GOAL OF THE EXERCISE: Each line that contains "ServerPlayerEntity" needs to be copied from the listing.

SOURCE DATA:
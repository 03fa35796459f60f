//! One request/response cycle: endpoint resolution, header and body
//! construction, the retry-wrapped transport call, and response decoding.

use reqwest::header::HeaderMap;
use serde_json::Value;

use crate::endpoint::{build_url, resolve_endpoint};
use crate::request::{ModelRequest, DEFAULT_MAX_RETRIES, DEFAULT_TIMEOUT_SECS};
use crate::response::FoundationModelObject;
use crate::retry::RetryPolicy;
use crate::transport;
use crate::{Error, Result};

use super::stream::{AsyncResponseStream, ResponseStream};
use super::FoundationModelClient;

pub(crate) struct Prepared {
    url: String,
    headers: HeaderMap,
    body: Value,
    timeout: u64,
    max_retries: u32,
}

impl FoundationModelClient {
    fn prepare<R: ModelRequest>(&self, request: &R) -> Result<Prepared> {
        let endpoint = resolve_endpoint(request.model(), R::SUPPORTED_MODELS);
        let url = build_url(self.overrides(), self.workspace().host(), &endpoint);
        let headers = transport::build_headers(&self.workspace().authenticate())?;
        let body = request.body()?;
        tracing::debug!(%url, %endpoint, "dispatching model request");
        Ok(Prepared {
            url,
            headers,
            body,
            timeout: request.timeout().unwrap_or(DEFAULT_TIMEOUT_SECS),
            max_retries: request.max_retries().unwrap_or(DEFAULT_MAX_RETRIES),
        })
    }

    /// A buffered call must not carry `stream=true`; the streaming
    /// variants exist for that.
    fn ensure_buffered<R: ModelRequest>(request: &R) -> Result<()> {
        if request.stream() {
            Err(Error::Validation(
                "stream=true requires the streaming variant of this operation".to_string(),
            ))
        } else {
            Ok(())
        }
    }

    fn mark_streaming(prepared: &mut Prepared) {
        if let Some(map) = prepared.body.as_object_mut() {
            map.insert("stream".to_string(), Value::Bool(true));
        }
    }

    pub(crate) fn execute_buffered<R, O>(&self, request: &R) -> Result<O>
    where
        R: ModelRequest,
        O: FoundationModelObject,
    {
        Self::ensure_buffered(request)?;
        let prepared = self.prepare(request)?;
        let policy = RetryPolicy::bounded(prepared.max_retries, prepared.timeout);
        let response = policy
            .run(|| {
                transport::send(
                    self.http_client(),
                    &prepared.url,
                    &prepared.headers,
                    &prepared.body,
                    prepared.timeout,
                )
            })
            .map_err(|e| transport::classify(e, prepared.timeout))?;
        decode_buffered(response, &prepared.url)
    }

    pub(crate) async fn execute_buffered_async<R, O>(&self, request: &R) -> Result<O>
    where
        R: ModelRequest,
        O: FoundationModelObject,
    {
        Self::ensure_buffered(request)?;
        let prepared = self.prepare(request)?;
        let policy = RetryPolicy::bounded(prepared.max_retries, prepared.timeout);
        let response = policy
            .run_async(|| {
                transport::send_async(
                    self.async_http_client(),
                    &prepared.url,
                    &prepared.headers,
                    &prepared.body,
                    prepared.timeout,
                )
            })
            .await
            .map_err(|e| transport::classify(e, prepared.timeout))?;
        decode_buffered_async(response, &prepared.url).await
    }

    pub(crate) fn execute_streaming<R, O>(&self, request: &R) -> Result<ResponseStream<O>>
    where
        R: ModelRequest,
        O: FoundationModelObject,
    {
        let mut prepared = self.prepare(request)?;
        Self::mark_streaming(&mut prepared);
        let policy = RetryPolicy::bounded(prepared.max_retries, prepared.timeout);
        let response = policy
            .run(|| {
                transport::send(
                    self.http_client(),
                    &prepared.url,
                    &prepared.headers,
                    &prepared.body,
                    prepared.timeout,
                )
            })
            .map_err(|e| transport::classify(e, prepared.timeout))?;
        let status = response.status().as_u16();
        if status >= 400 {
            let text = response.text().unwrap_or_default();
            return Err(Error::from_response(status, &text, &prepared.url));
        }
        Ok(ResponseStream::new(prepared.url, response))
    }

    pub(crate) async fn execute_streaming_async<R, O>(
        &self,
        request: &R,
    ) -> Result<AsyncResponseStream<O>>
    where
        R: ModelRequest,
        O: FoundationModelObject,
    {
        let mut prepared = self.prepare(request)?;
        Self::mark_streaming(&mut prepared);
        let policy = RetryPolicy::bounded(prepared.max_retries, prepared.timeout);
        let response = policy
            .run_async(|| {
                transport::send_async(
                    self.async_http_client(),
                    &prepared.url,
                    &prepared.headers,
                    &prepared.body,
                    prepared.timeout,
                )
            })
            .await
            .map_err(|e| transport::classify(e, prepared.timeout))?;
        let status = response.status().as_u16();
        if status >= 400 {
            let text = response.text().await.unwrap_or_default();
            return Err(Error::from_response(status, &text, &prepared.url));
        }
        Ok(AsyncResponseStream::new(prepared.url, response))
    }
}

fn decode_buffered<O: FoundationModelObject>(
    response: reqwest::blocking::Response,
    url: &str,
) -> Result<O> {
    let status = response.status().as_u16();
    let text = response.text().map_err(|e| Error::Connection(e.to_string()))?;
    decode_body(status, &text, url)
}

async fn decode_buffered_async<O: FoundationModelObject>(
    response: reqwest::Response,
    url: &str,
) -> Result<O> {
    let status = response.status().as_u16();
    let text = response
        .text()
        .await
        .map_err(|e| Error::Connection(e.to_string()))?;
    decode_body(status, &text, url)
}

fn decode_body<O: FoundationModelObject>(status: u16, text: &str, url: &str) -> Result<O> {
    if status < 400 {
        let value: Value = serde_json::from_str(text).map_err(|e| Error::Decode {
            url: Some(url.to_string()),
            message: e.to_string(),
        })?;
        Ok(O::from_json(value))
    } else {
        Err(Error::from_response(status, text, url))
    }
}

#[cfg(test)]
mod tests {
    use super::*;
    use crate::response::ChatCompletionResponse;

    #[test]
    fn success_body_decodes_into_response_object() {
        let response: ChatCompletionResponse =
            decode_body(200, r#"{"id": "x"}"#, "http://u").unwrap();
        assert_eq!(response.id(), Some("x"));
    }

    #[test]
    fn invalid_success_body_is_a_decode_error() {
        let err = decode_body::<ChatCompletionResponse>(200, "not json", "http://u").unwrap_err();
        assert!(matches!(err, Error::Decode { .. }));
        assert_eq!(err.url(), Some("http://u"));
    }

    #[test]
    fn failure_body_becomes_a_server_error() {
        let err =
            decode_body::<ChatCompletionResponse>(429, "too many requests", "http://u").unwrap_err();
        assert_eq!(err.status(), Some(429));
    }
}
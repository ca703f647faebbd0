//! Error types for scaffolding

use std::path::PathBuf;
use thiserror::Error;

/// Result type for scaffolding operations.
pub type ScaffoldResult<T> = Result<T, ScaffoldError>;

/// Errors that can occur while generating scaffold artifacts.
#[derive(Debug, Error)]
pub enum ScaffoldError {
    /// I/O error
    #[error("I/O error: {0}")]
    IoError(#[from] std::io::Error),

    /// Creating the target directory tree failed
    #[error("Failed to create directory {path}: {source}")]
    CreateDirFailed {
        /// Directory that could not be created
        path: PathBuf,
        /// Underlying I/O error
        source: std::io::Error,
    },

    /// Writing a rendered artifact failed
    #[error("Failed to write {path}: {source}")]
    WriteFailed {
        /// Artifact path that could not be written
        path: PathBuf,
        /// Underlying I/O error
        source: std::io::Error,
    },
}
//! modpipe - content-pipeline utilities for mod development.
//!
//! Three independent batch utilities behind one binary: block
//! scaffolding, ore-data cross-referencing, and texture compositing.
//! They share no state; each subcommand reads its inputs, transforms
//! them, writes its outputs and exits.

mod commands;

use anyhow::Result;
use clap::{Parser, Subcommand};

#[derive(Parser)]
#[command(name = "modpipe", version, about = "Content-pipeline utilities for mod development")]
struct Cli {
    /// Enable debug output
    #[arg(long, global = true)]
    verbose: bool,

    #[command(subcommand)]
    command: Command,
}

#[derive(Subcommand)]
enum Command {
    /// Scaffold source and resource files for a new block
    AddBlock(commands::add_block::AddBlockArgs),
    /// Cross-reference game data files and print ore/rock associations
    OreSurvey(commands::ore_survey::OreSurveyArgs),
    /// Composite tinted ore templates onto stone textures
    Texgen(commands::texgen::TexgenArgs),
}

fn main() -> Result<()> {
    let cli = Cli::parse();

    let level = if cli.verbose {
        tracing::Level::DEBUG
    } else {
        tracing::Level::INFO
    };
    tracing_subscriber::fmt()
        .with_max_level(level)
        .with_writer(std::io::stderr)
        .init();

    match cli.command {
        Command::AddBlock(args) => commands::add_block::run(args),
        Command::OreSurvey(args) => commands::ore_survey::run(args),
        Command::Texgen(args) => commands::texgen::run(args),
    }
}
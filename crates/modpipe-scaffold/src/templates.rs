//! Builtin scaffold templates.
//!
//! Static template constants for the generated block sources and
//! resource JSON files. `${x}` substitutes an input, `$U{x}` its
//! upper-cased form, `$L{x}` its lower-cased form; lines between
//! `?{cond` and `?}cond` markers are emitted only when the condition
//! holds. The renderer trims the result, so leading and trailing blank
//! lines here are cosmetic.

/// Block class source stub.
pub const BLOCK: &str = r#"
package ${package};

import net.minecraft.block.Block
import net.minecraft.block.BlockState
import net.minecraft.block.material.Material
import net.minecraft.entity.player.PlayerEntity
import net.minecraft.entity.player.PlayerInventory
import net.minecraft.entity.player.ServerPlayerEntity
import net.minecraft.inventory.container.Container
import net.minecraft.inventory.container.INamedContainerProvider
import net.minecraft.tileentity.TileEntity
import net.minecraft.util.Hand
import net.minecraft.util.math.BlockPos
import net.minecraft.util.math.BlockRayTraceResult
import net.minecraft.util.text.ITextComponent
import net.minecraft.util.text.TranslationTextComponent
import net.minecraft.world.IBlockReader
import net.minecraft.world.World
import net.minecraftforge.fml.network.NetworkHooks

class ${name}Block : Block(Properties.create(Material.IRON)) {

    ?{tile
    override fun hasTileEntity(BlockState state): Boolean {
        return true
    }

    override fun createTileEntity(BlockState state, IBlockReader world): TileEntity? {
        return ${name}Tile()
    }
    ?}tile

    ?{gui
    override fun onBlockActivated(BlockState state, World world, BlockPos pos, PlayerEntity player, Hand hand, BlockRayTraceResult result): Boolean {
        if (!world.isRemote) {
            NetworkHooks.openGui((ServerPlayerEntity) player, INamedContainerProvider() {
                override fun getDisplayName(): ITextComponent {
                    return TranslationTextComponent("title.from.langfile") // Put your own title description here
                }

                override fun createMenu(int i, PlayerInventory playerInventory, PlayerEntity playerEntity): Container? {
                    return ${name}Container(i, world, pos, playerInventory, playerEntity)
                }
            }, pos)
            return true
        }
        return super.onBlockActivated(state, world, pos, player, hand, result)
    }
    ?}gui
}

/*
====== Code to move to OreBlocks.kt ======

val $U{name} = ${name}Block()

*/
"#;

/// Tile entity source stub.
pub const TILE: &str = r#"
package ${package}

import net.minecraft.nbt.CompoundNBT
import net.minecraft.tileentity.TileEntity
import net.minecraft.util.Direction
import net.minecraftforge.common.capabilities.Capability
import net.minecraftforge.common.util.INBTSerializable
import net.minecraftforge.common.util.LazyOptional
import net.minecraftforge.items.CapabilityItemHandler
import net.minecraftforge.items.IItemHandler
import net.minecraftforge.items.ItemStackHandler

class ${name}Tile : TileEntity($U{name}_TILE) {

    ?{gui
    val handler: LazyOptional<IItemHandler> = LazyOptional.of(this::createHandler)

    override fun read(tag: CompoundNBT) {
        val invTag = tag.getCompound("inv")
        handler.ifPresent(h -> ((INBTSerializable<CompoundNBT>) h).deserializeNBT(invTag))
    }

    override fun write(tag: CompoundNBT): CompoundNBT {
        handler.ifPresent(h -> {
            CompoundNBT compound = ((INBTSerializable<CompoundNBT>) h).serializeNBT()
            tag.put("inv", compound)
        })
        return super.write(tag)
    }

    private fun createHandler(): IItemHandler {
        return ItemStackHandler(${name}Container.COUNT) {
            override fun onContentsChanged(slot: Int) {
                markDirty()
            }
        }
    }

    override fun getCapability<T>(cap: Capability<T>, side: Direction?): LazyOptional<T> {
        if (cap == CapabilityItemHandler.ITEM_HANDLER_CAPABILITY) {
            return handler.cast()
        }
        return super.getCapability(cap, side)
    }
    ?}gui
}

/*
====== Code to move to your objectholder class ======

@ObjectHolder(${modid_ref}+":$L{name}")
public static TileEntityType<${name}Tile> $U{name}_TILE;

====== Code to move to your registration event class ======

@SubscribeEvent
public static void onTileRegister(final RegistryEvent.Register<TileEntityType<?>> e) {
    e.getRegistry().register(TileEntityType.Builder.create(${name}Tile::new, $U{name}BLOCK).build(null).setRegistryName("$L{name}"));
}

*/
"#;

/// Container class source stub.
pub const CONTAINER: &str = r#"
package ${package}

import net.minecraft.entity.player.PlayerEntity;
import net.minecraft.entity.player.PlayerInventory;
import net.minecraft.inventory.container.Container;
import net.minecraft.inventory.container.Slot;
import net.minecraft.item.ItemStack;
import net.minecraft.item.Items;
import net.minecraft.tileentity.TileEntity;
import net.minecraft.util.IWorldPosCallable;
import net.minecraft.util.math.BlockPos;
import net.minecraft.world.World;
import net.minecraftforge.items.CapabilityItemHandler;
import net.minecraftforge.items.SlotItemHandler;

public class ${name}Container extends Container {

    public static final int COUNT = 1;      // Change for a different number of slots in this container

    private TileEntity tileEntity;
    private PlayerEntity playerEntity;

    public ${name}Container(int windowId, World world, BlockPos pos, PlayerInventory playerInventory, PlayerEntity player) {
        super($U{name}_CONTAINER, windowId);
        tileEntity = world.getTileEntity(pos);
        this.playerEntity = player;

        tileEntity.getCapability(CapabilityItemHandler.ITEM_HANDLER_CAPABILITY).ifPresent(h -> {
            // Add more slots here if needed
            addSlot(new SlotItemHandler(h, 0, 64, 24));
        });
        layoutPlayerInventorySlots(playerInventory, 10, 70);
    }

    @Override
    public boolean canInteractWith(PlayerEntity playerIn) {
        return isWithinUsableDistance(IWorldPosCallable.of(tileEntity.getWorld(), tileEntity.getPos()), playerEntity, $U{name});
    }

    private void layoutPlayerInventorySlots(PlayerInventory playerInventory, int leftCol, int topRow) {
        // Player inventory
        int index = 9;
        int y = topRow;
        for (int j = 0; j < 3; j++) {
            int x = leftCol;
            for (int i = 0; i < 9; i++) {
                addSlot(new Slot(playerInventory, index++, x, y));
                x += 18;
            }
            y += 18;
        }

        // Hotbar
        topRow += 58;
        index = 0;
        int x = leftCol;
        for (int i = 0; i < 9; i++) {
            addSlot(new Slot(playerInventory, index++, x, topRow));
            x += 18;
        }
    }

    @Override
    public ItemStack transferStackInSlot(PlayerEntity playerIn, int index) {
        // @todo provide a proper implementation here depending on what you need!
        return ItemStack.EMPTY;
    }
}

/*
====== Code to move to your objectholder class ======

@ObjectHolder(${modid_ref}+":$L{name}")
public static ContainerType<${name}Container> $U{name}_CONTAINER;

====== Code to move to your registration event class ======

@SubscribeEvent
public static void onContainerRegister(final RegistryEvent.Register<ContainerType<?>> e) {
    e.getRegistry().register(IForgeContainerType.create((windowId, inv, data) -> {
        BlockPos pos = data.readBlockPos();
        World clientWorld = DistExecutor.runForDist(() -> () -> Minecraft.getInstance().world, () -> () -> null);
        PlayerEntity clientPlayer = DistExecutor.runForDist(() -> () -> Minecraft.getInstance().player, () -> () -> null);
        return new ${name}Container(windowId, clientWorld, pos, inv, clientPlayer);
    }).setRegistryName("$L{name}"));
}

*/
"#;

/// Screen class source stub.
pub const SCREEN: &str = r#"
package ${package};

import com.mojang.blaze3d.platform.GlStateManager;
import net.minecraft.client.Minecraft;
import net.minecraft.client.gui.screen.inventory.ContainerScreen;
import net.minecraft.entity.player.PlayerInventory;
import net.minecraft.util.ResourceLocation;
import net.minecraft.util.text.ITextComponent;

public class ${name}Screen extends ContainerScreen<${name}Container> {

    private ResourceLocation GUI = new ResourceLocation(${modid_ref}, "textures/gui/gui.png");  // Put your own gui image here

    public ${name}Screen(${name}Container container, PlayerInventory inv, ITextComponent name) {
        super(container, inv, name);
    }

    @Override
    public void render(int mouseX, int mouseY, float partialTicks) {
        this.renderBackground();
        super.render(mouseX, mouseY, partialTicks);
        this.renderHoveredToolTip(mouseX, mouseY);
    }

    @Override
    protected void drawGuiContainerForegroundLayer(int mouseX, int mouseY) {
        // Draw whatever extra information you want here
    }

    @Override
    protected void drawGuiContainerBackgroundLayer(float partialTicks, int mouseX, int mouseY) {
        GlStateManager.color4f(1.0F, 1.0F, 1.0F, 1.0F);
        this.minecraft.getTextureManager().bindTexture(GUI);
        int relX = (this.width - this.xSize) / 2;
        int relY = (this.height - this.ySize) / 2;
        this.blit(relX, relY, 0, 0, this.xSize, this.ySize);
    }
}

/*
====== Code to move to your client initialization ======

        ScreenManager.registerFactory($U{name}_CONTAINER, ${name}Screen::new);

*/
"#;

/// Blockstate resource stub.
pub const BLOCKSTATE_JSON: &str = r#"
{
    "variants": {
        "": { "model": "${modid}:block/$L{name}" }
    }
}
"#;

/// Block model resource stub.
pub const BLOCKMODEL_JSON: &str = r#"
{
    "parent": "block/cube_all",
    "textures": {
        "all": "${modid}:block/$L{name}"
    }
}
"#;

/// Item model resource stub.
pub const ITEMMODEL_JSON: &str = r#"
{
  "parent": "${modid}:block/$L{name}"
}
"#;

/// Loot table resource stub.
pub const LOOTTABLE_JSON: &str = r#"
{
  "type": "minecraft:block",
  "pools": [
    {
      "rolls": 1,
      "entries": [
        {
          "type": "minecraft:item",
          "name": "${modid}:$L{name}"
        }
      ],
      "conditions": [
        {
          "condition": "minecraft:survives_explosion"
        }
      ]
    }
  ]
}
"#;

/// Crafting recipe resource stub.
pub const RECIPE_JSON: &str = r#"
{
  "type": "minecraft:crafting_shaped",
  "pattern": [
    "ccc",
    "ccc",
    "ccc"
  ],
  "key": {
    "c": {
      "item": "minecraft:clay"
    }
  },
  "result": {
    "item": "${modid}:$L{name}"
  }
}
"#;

TASK OUTPUT:
import net.minecraft.entity.player.ServerPlayerEntity
            NetworkHooks.openGui((ServerPlayerEntity) player, INamedContainerProvider() {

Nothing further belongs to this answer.